_WHAT TO PRODUCE_
Find the word "Option" in the records and copy every line where it occurs.

_WORKING DATA_

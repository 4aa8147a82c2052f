//! Events module for the conversation core
//!
//! Inbound events come from the agent transport as one typed sum delivered
//! over a single ordered queue. Outbound events describe state changes and
//! are broadcast to IPC subscribers.

use serde::{Deserialize, Serialize};

use crate::notify::Notice;
use crate::permission::PermissionState;
use crate::session::{Role, SessionStatus, Turn};

/// Events emitted by the agent session transport
#[derive(Debug, Clone, PartialEq, Eq, Serialize, Deserialize)]
#[serde(tag = "type", rename_all = "snake_case")]
pub enum AgentEvent {
    /// The agent accepted the session
    Connected,

    /// The agent closed the session
    Disconnected,

    /// An utterance from either side; fragments may lack role or content
    Message {
        #[serde(default)]
        role: Option<String>,
        #[serde(default)]
        content: Option<String>,
    },

    /// The transport reported a problem; not necessarily fatal
    Error { details: String },

    /// The agent started or stopped speaking
    SpeakingChanged { is_speaking: bool },
}

impl AgentEvent {
    /// Convenience constructor for a finalized message
    pub fn message(role: Role, content: impl Into<String>) -> Self {
        AgentEvent::Message {
            role: Some(role.as_str().to_string()),
            content: Some(content.into()),
        }
    }
}

impl std::fmt::Display for AgentEvent {
    fn fmt(&self, f: &mut std::fmt::Formatter<'_>) -> std::fmt::Result {
        match self {
            AgentEvent::Connected => write!(f, "CONNECTED"),
            AgentEvent::Disconnected => write!(f, "DISCONNECTED"),
            AgentEvent::Message { role, content } => write!(
                f,
                "MESSAGE (role={}, {} chars)",
                role.as_deref().unwrap_or("-"),
                content.as_ref().map(|c| c.chars().count()).unwrap_or(0)
            ),
            AgentEvent::Error { details } => write!(f, "ERROR ({})", details),
            AgentEvent::SpeakingChanged { is_speaking } => {
                write!(f, "SPEAKING_CHANGED ({})", is_speaking)
            }
        }
    }
}

/// State changes published by the conversation core
#[derive(Debug, Clone, Serialize, Deserialize)]
#[serde(tag = "type", rename_all = "snake_case")]
pub enum SessionEvent {
    /// Microphone permission changed
    PermissionChanged { state: PermissionState },

    /// Session lifecycle moved to a new status
    StatusChanged {
        from: SessionStatus,
        to: SessionStatus,
    },

    /// A turn was appended to the transcript
    TurnAppended { turn: Turn },

    /// The agent started or stopped speaking
    SpeakingChanged { is_speaking: bool },

    /// A user-facing notification
    Notice(Notice),
}
//! Configuration loading and management

use std::path::PathBuf;

use anyhow::{Context, Result};

const DEFAULT_AGENT_ID: &str = "loopback";
const DEFAULT_CAPTURE_DEVICE: &str = "/dev/snd";
const DEFAULT_GREETING: &str = "Hi! How can I help you today?";
const DEFAULT_QUEUE_CAPACITY: usize = 64;

/// Daemon configuration
#[derive(Debug, Clone)]
pub struct Config {
    /// Path to the Unix domain socket for IPC
    pub socket_path: PathBuf,

    /// Directory for runtime data
    pub data_dir: PathBuf,

    /// Agent to open sessions with
    pub agent_id: String,

    /// Device node checked when asking for microphone access
    pub capture_device: PathBuf,

    /// Opening line spoken by the loopback agent, if any
    pub greeting: Option<String>,

    /// Capacity of the command, agent event and broadcast queues
    pub queue_capacity: usize,
}

impl Config {
    /// Load configuration from environment and defaults
    pub fn load() -> Result<Self> {
        Self::from_lookup(|key| std::env::var(key).ok())
    }

    fn from_lookup(lookup: impl Fn(&str) -> Option<String>) -> Result<Self> {
        let home = lookup("HOME").context("HOME is not set")?;
        let data_dir = PathBuf::from(&home)
            .join(".local")
            .join("share")
            .join("voice-session");

        let socket_path = lookup("VOICE_SESSION_SOCKET")
            .map(PathBuf::from)
            .unwrap_or_else(|| data_dir.join("daemon.sock"));

        let agent_id = lookup("VOICE_AGENT_ID").unwrap_or_else(|| DEFAULT_AGENT_ID.to_string());

        let capture_device = PathBuf::from(
            lookup("VOICE_CAPTURE_DEVICE").unwrap_or_else(|| DEFAULT_CAPTURE_DEVICE.to_string()),
        );

        // Set but empty disables the greeting
        let greeting = match lookup("VOICE_AGENT_GREETING") {
            Some(g) if g.trim().is_empty() => None,
            Some(g) => Some(g),
            None => Some(DEFAULT_GREETING.to_string()),
        };

        let queue_capacity = match lookup("VOICE_QUEUE_CAPACITY") {
            Some(raw) => raw
                .parse::<usize>()
                .ok()
                .filter(|n| *n > 0)
                .with_context(|| format!("invalid VOICE_QUEUE_CAPACITY: {raw}"))?,
            None => DEFAULT_QUEUE_CAPACITY,
        };

        Ok(Self {
            socket_path,
            data_dir,
            agent_id,
            capture_device,
            greeting,
            queue_capacity,
        })
    }

    /// Ensure data directory exists
    pub fn ensure_dirs(&self) -> Result<()> {
        std::fs::create_dir_all(&self.data_dir)
            .with_context(|| format!("failed to create {}", self.data_dir.display()))?;
        Ok(())
    }
}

_ANSWER BOX_
        role: Option<String>,
        content: Option<String>,
    pub greeting: Option<String>,
    fn from_lookup(lookup: impl Fn(&str) -> Option<String>) -> Result<Self> {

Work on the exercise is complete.